Setelah Revolusi Perancis selesai, pada tanggal 17 Maret 1824 dilaksanakan
Konvensi London antara Belanda dengan Inggris.
Isinya diantaranya :
1) Belanda menerima kembali semua jajahannya di Hindia Belanda (Indonesia).
2) Inggris memperoleh jajahan Belanda yang ada di India. Sejak tanggal 19 Agustus
1816 secara resmi Indonesia dijajah kembali oleh Belanda.
II. Dominasi Pemerintahan Kolonial Belanda

a. Ekonomi Belanda Pasca Penjajahan Inggris


Setelah Inggris hengkang dari Indonesia, sejak tanggal 19 Agustus 1816 secara resmi
Indonesia menjadi jajahan Belanda kembali. Dalam kurun waktu 1816-1830, terjadi
pertentangan di Parlemen Belanda antara kelompok liberal dengan kelompok konservatif
tentang cara-cara mengatasi kemerosotan ekonomi di negeri Belanda, termasuk di negeri
jajahanya (Indonesia).
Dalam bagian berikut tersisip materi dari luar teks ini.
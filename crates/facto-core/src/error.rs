//! Error taxonomy for a generation pass.

use crate::model::{DeclKind, QualifiedName};
use miette::Diagnostic;
use thiserror::Error;

/// Errors raised while extracting, validating, registering, or emitting.
///
/// Every variant that is attributable to one declaration carries it, so
/// diagnostics can be anchored to the offending element. Message wording
/// follows the build-error convention of naming the class first.
#[derive(Debug, Error, Diagnostic)]
pub enum ProcessingError {
    /// The annotation's identifier field was blank or whitespace-only.
    #[error("identifier in the factory annotation on class {declaration} must not be empty")]
    #[diagnostic(code(facto::empty_identifier))]
    EmptyIdentifier {
        /// The annotated declaration.
        declaration: QualifiedName,
    },

    /// The annotated declaration is not a class.
    #[error("only classes can carry the factory annotation, but {declaration} is a {kind}")]
    #[diagnostic(code(facto::not_a_class))]
    NotAClass {
        /// The annotated declaration.
        declaration: QualifiedName,
        /// The actual declaration kind.
        kind: DeclKind,
    },

    /// The annotated class is not publicly visible.
    #[error("the class {declaration} is not public")]
    #[diagnostic(code(facto::not_public))]
    NotPublic {
        /// The annotated declaration.
        declaration: QualifiedName,
    },

    /// The annotated class is abstract.
    #[error("the class {declaration} is abstract and cannot carry the factory annotation")]
    #[diagnostic(code(facto::is_abstract))]
    IsAbstract {
        /// The annotated declaration.
        declaration: QualifiedName,
    },

    /// The group type is an interface the class does not directly implement.
    #[error("the class {declaration} must implement the interface {group_type}")]
    #[diagnostic(
        code(facto::does_not_implement),
        help("the interface must appear in the class's direct implements list")
    )]
    DoesNotImplement {
        /// The annotated declaration.
        declaration: QualifiedName,
        /// The interface named by the annotation.
        group_type: QualifiedName,
    },

    /// The group type is a class outside the declaration's superclass chain.
    #[error("the class {declaration} must inherit from {group_type}")]
    #[diagnostic(code(facto::does_not_extend))]
    DoesNotExtend {
        /// The annotated declaration.
        declaration: QualifiedName,
        /// The base class named by the annotation.
        group_type: QualifiedName,
    },

    /// No public zero-argument constructor was found.
    #[error("the class {declaration} must provide a public empty default constructor")]
    #[diagnostic(code(facto::missing_default_constructor))]
    MissingDefaultConstructor {
        /// The annotated declaration.
        declaration: QualifiedName,
    },

    /// Two classes in one group claimed the same identifier.
    #[error(
        "conflict: the class {declaration} uses identifier \"{identifier}\" in group \
         {group_type}, already taken by {existing}"
    )]
    #[diagnostic(
        code(facto::duplicate_identifier),
        help("identifiers must be unique within a group; pick a different identifier")
    )]
    DuplicateIdentifier {
        /// The declaration whose insertion was rejected.
        declaration: QualifiedName,
        /// The declaration that registered the identifier first.
        existing: QualifiedName,
        /// The contested identifier.
        identifier: String,
        /// The group both declarations target.
        group_type: QualifiedName,
    },

    /// A type reference could not be resolved to a real declaration.
    #[error("cannot resolve type reference \"{reference}\" on class {declaration}")]
    #[diagnostic(code(facto::unresolvable_group_type))]
    UnresolvableGroupType {
        /// The declaration whose metadata referenced the type.
        declaration: QualifiedName,
        /// The unresolvable reference text.
        reference: String,
    },

    /// The superclass chain exceeded the configured depth limit.
    #[error(
        "superclass chain of {declaration} exceeds {limit} links; metadata is likely cyclic"
    )]
    #[diagnostic(code(facto::superclass_chain_too_deep))]
    SuperclassChainTooDeep {
        /// The declaration whose chain was walked.
        declaration: QualifiedName,
        /// The configured depth limit.
        limit: usize,
    },

    /// The host named a declaration the provider cannot supply.
    #[error("the provider has no metadata for declaration {declaration}")]
    #[diagnostic(code(facto::unknown_declaration))]
    UnknownDeclaration {
        /// The missing declaration.
        declaration: QualifiedName,
    },

    /// Writing a generated artifact failed. Not anchored to a declaration.
    #[error("failed to write generated artifact {artifact}: {source}")]
    #[diagnostic(code(facto::artifact_write))]
    ArtifactWrite {
        /// Artifact type name (e.g. `DrinkFactory`).
        artifact: String,
        /// Underlying IO error.
        source: std::io::Error,
    },

    /// A processor operation was invoked in the wrong pass state.
    #[error("operation requires the {expected} state, but the processor is {actual}")]
    #[diagnostic(
        code(facto::invalid_state),
        help("call clear() to return the processor to the collecting state")
    )]
    InvalidState {
        /// The state the operation requires.
        expected: &'static str,
        /// The state the processor was in.
        actual: &'static str,
    },
}

impl ProcessingError {
    /// The declaration this error is anchored to, if any.
    ///
    /// `ArtifactWrite` and `InvalidState` have no anchor element.
    #[must_use]
    pub fn element(&self) -> Option<&QualifiedName> {
        match self {
            Self::EmptyIdentifier { declaration }
            | Self::NotAClass { declaration, .. }
            | Self::NotPublic { declaration }
            | Self::IsAbstract { declaration }
            | Self::DoesNotImplement { declaration, .. }
            | Self::DoesNotExtend { declaration, .. }
            | Self::MissingDefaultConstructor { declaration }
            | Self::DuplicateIdentifier { declaration, .. }
            | Self::UnresolvableGroupType { declaration, .. }
            | Self::SuperclassChainTooDeep { declaration, .. }
            | Self::UnknownDeclaration { declaration } => Some(declaration),
            Self::ArtifactWrite { .. } | Self::InvalidState { .. } => None,
        }
    }
}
Pertentangan itu adalah sebagai berikut :

1. Kelompok Konservatif :
Menurutnya sistem ekonomi yang diterapkan VOC tetap dipertahankan, seperti sistem
monopoli dan sistem penyerahan wajib (Verplichte Leverentie) harus diurus langsung oleh
pemerintah.

2. Kelompok Liberal :
Menurutnya sistem ekonomi warisan VOC harus dihapus, perekonomian sepenuhnya harus
diserahkan kepada pihak swasta, sedangkan pihak pemerintah hanya mengawasi dan
memungut pajak.

Dalam prakteknya kedua sistem ekonomi tersebut (konservatif dan liberal)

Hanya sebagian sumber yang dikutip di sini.